WHAT TO DO WITH YOUR HANSEL/GRETEL
First of all, admit to yourself that you’re being breadcrumbed and are potentially a placeholder or emotional fluffer to Hansel/Gretel. The potential blow to the ego may trigger denial and desperation, which will only propel you along the path to breadcrumbing. Do not let unrequited feelings and crushes cloud your judgement or conjure justifications for why Hansel/Gretel have decided to breadcrumb you. Most importantly do not blame yourself or absorb their behaviour into your self-esteem. Breadcrumbing speaks more on the breadcrumbers’ character than on the person being breadcrumbed.
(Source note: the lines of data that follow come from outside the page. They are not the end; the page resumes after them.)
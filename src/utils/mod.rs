// src/utils/mod.rs
pub mod crypto;
pub mod serialization;

use chrono::{SecondsFormat, Utc};

/// Current UTC time as RFC 3339 with milliseconds and a `Z` suffix
/// (`2024-03-01T10:00:00.000Z`), the timestamp format of every stored record.
pub fn now_rfc3339() -> String {
    Utc::now().to_rfc3339_opts(SecondsFormat::Millis, true)
}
In terms of how to proceed, years of therapy centered around interpersonal relationships would suggest one last conversation where you demand clarification, follow through or a formal goodbye. You may feel inclined to offer an ultimatum of either “shape up or ship out” – I would advise against giving ultimatums to individuals who don’t pay at least one of your bills. Ultimatums leaves you vulnerable to manipulation in the form of unchanged behaviour, however I understand the catharsis that comes from speaking openly. Alternatively, you can block and delete severing all platforms of communication. This is my personal preference – it’s 2020, protect your peace and invest your energy in navigating this pandemic and the logistics of living through a lockdown. Not everyone requires an explanation and closure doesn’t always require a conversation. In the past, when I’ve experienced breadcrumbing, orbiting and ghosting, I’ve avoided blocking and deleting the individual due to an innate need/compulsion to be there for someone in case they ever required my help. This only maintained the channels of communication and facilitated the cycle of breadcrumbing. Personally, I feel like it’s time to follow Mariah Carey’s lead and establish inconvenience fees for fools who waste our time and energy.